Immunology and Vacation

We are back!  We had a lovely time in Seal Beach, CA and some nice visits with Andrew's dad and wife.  It had been 5 years since Ellie had seen them and she was just thrilled to see her Papa.  We tried to stay pretty busy and enjoy the gorgeous 80 degree weather which was a good 20 degrees cooler than scorching Austin.

The first day we went to the beach, but we stayed in the way back so she couldn't see in the ocean and want to go swimming.  She also spent time on the playground right on the beach, swinging to her heart's content.

So Disneyland.  It was an adventure and the first time that Ellie and I have ever been to any type of Disney resort.

We made the mistake of waiting in line for 45 minutes to get a disability pass.  A disability pass allows wait to go on a ride without waiting in the line.  For instance, say the wait is 40 minutes, you can go do something else and come back 40 minutes later to get right on the ride.  We did this specifically for Dumbo.  Ellie did not want to ride Dumbo.  Instead she wanted to ride the King Triton Carousel and the Circus Train a gazillion times. The wait times were not too long which was great for someone who has meltdowns, but we learned halfway through our visit that we didn't really need to wait at all or use the disability pass.  Ellie's stroller is actually a wheelchair.  That gives us access to the disability line and allowed us to hop right on the carousel and trains.  Apparently, this is for all the smaller rides.  The bigger ones, you have to have the disability pass.

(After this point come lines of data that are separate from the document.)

//! # Block Module
//!
//! This module provides the block record kept by the world registry, along with the
//! block kind table and the faces a look ray can hit.

use block_type::BlockKind;

use super::grid::CellCoord;

pub mod block_side;
pub mod block_type;

/// Unique id of a live block instance.
///
/// Ids are never reused, so a stale selection can be detected by a failed lookup
/// even when another block has since been placed in the same cell.
#[derive(Copy, Clone, Debug, PartialEq, Eq, Hash, PartialOrd, Ord)]
pub struct BlockId(pub u64);

/// Represents a single minable block in the world.
///
/// # Invariants
/// - `durability == max_durability == level * 3` at creation.
/// - `0 <= breaking_progress <= durability`.
#[derive(Clone, Debug, PartialEq)]
pub struct Block {
    /// Instance id
    pub id: BlockId,
    /// The cell this block occupies
    pub cell: CellCoord,
    /// Resource kind, dropped as loot when the block breaks
    pub kind: BlockKind,
    /// Damage the block absorbs before it breaks
    pub durability: f64,
    /// Durability at creation
    pub max_durability: f64,
    /// Damage accumulated so far
    pub breaking_progress: f64,
}

impl Block {
    /// Creates an undamaged block of the given kind.
    ///
    /// # Arguments
    /// * `id` - The instance id handed out by the registry
    /// * `cell` - The cell the block occupies
    /// * `kind` - The block kind, which fixes its level and durability
    ///
    /// # Returns
    /// A new `Block` with zero breaking progress.
    pub fn new(id: BlockId, cell: CellCoord, kind: BlockKind) -> Self {
        let durability = kind.durability();
        Block {
            id,
            cell,
            kind,
            durability,
            max_durability: durability,
            breaking_progress: 0.0,
        }
    }

    /// The block level, `1..=3`.
    pub fn level(&self) -> u8 {
        self.kind.level()
    }

    /// Adds damage, never going past durability.
    pub fn apply_damage(&mut self, amount: f64) {
        self.breaking_progress = (self.breaking_progress + amount).clamp(0.0, self.durability);
    }

    /// Whether enough damage has been dealt to break the block.
    pub fn is_broken(&self) -> bool {
        self.breaking_progress.floor() >= self.durability
    }

    /// Fraction of durability already dealt, `0.0..=1.0`.
    pub fn progress_ratio(&self) -> f32 {
        if self.durability <= 0.0 {
            return 1.0;
        }
        (self.breaking_progress / self.durability) as f32
    }

    /// Cosmetic opacity derived from damage: `1 - progress / durability`.
    pub fn opacity(&self) -> f32 {
        1.0 - self.progress_ratio()
    }
}

#[cfg(test)]
mod tests {
    use super::*;
    use crate::engine_state::voxels::grid::Layer;

    fn block(kind: BlockKind) -> Block {
        Block::new(BlockId(1), CellCoord::new(0, Layer::GROUND, 0), kind)
    }

    #[test]
    fn new_block_durability_matches_level() {
        let b = block(BlockKind::Stone);
        assert_eq!(b.level(), 2);
        assert_eq!(b.durability, 6.0);
        assert_eq!(b.max_durability, 6.0);
        assert_eq!(b.breaking_progress, 0.0);
        assert_eq!(b.opacity(), 1.0);
    }

    #[test]
    fn damage_is_clamped_to_durability() {
        let mut b = block(BlockKind::Wood);
        b.apply_damage(10.0);
        assert_eq!(b.breaking_progress, 3.0);
        assert!(b.is_broken());
        assert_eq!(b.opacity(), 0.0);
    }

    #[test]
    fn broken_uses_floor_of_progress() {
        let mut b = block(BlockKind::Wood);
        b.apply_damage(2.99);
        assert!(!b.is_broken());
        b.apply_damage(0.01);
        assert!(b.is_broken());
    }
}
//! # Camera Implementation
//!
//! This module contains the first-person camera:
//! - `Camera`: eye position and yaw/pitch orientation, source of the look ray
//! - `CameraController`: collects movement intent and mouse look, and owns the
//!   damped horizontal velocity
//!
//! Yaw 0 looks down -Z. Movement stays on the horizontal plane at a fixed eye height.

use cgmath::*;
use std::f32::consts::FRAC_PI_2;
use web_time::Duration;

use crate::engine_state::{interaction::raycast::Ray, PlayerAction};

/// Safe limit for pitch to prevent gimbal lock
const SAFE_FRAC_PI_2: f32 = FRAC_PI_2 - 0.0001;

/// Represents a first-person camera in 3D space.
#[derive(Debug, Clone, PartialEq)]
pub struct Camera {
    /// The camera's position in world space
    pub position: Point3<f32>,
    /// Horizontal rotation (around Y axis) in radians
    pub yaw: Rad<f32>,
    /// Vertical rotation (around X axis) in radians
    pub pitch: Rad<f32>,
}

impl Camera {
    /// Creates a new camera with the specified position and orientation.
    ///
    /// # Arguments
    /// * `position` - Initial eye position. Can be any type that converts to `Point3<f32>`.
    /// * `yaw` - Initial yaw. Can be any type that converts to `Rad<f32>`.
    /// * `pitch` - Initial pitch. Can be any type that converts to `Rad<f32>`.
    ///
    /// # Returns
    /// A new `Camera` instance with the specified position and orientation.
    pub fn new<V: Into<Point3<f32>>, Y: Into<Rad<f32>>, P: Into<Rad<f32>>>(
        position: V,
        yaw: Y,
        pitch: P,
    ) -> Self {
        Self {
            position: position.into(),
            yaw: yaw.into(),
            pitch: pitch.into(),
        }
    }

    /// Gets the camera's forward direction vector.
    ///
    /// # Returns
    /// A normalized 3D vector representing the camera's look direction
    pub fn get_view_vec(&self) -> Vector3<f32> {
        let (yaw_sin, yaw_cos) = self.yaw.0.sin_cos();
        let (pitch_sin, pitch_cos) = self.pitch.0.sin_cos();
        Vector3::new(-yaw_sin * pitch_cos, pitch_sin, -yaw_cos * pitch_cos).normalize()
    }

    /// Horizontal forward direction, ignoring pitch.
    pub fn forward_xz(&self) -> Vector3<f32> {
        let (yaw_sin, yaw_cos) = self.yaw.0.sin_cos();
        Vector3::new(-yaw_sin, 0.0, -yaw_cos)
    }

    /// Horizontal right direction.
    pub fn right_xz(&self) -> Vector3<f32> {
        let (yaw_sin, yaw_cos) = self.yaw.0.sin_cos();
        Vector3::new(yaw_cos, 0.0, -yaw_sin)
    }

    /// The screen-center ray from the eye along the view direction.
    pub fn look_ray(&self) -> Ray {
        Ray::new(self.position, self.get_view_vec())
    }

    /// Applies the controller's look and movement for one frame, then resets its
    /// per-frame intent.
    ///
    /// # Arguments
    /// * `controller` - The camera controller containing input state
    /// * `dt` - Time elapsed since the last update
    pub fn get_controller_updates_and_reset_controller(
        &mut self,
        controller: &mut CameraController,
        dt: Duration,
    ) {
        let dt = dt.as_secs_f32();

        // Rotate
        self.yaw -= Rad(controller.rotate_horizontal * controller.sensitivity);
        self.pitch -= Rad(controller.rotate_vertical * controller.sensitivity);
        self.pitch = Rad(self.pitch.0.clamp(-SAFE_FRAC_PI_2, SAFE_FRAC_PI_2));

        // Damp, then accelerate along the normalized intent
        controller.velocity -= controller.velocity * (controller.friction * dt).min(1.0);
        let intent = Vector2::new(
            controller.amount_right - controller.amount_left,
            controller.amount_forward - controller.amount_backward,
        );
        if intent.magnitude2() > 0.0 {
            controller.velocity += intent.normalize() * controller.speed * dt;
        }

        self.position += self.right_xz() * controller.velocity.x * dt;
        self.position += self.forward_xz() * controller.velocity.y * dt;

        controller.rotate_horizontal = 0.0;
        controller.rotate_vertical = 0.0;
        controller.amount_left = 0.0;
        controller.amount_right = 0.0;
        controller.amount_forward = 0.0;
        controller.amount_backward = 0.0;
    }
}

/// Handles camera movement and rotation based on user input.
///
/// Velocity is kept in the camera's local horizontal frame: `x` is rightward and `y`
/// is forward.
#[derive(Debug)]
pub struct CameraController {
    amount_left: f32,
    amount_right: f32,
    amount_forward: f32,
    amount_backward: f32,

    // Accumulated mouse delta this frame
    rotate_horizontal: f32,
    rotate_vertical: f32,

    velocity: Vector2<f32>,

    speed: f32,
    friction: f32,
    sensitivity: f32,
}

impl CameraController {
    /// Creates a new camera controller.
    ///
    /// # Arguments
    /// * `speed` - Acceleration in units per second squared
    /// * `friction` - Velocity damping per second
    /// * `sensitivity` - Radians of rotation per mouse delta unit
    pub fn new(speed: f32, friction: f32, sensitivity: f32) -> Self {
        Self {
            amount_left: 0.0,
            amount_right: 0.0,
            amount_forward: 0.0,
            amount_backward: 0.0,
            rotate_horizontal: 0.0,
            rotate_vertical: 0.0,
            velocity: Vector2::new(0.0, 0.0),
            speed,
            friction,
            sensitivity,
        }
    }

    /// Processes player actions and updates controller state accordingly.
    ///
    /// # Arguments
    /// * `actions` - The player's input actions to process
    pub fn intake_actions(&mut self, actions: &PlayerAction) {
        let amount = |active: bool| if active { 1.0 } else { 0.0 };
        self.amount_forward = amount(actions.move_forward);
        self.amount_backward = amount(actions.move_backward);
        self.amount_left = amount(actions.move_left);
        self.amount_right = amount(actions.move_right);
        if let Some((delta_x, delta_y)) = actions.rotate_view {
            self.rotate_horizontal += delta_x as f32;
            self.rotate_vertical += delta_y as f32;
        }
    }

    /// Current local velocity, rightward then forward.
    pub fn velocity(&self) -> Vector2<f32> {
        self.velocity
    }

    /// Drops all momentum.
    pub fn stop(&mut self) {
        self.velocity = Vector2::new(0.0, 0.0);
    }
}

#[cfg(test)]
mod tests {
    use super::*;

    fn camera() -> Camera {
        Camera::new(Point3::new(0.0, 2.0, 0.0), Rad(0.0), Rad(0.0))
    }

    #[test]
    fn default_view_looks_down_negative_z() {
        let view = camera().get_view_vec();
        assert!((view - Vector3::new(0.0, 0.0, -1.0)).magnitude() < 1e-6);
        assert_eq!(camera().look_ray().origin, Point3::new(0.0, 2.0, 0.0));
    }

    #[test]
    fn moving_forward_keeps_eye_height() {
        let mut camera = camera();
        let mut controller = CameraController::new(200.0, 5.0, 0.002);
        let actions = PlayerAction {
            move_forward: true,
            ..PlayerAction::default()
        };
        for _ in 0..10 {
            controller.intake_actions(&actions);
            camera.get_controller_updates_and_reset_controller(
                &mut controller,
                Duration::from_millis(16),
            );
        }
        assert!(camera.position.z < 0.0);
        assert_eq!(camera.position.y, 2.0);
        assert!(camera.position.x.abs() < 1e-4);
    }

    #[test]
    fn friction_slows_down_without_intent() {
        let mut camera = camera();
        let mut controller = CameraController::new(200.0, 5.0, 0.002);
        controller.intake_actions(&PlayerAction {
            move_right: true,
            ..PlayerAction::default()
        });
        camera.get_controller_updates_and_reset_controller(&mut controller, Duration::from_millis(16));
        let fast = controller.velocity().x;

        controller.intake_actions(&PlayerAction::default());
        camera.get_controller_updates_and_reset_controller(&mut controller, Duration::from_millis(16));
        assert!(controller.velocity().x < fast);
        assert!(controller.velocity().x > 0.0);
    }

    #[test]
    fn pitch_is_clamped() {
        let mut camera = camera();
        let mut controller = CameraController::new(200.0, 5.0, 0.002);
        controller.intake_actions(&PlayerAction {
            rotate_view: Some((0.0, -10_000.0)),
            ..PlayerAction::default()
        });
        camera.get_controller_updates_and_reset_controller(&mut controller, Duration::from_millis(16));
        assert!(camera.pitch.0 <= SAFE_FRAC_PI_2);
        assert!(camera.get_view_vec().y > 0.99);
    }
}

Unfortunately, Ellie did not get to meet Mickey Mouse.  I am pretty bummed because I think she would have peed her pants with excitement.  She was pretty tired by the time we wanted to go to Mickey Toon Town I saw on the app that the wait was 35 minutes. You cannot use the disability pass or Fast Pass for any of the characters.  Andrew and I knew that there was no way she could wait that long. So yes, we went to Disney for a whopping 2 rides, but I am still glad we went.

Convaid Scout Wheelchair.  Goes up to 100lb.  Ellie's is purple.  Our insurance paid for it because 1. Ellie cannot walk long distances and 2. because she is a runner which is a safety concern.  

The following day, we went to this fancy smancy mall the size of a small town with stores like Dior, Armani, Michael Kors, etc. for the sole purpose of riding their carousel.  Can you tell that Bear loves the carousel?  She went on it 6 times and had a blast.

On our last day, we went to the beach up near the ocean.  That was a colossal mistake.  At first, Ellie Bear was quite content to play in the sand.  Then she realized that she was right by a lot of water and wanted to go swimming.  She didn't understand that, as per Infectious Disease, she could not swim in the ocean due to her cecostomy tube and possible immunodeficiency.  We ended heading back to the hotel room and used their swimming pool.  Ellie's idea of swimming is sitting on the edge and kicking her legs in the water.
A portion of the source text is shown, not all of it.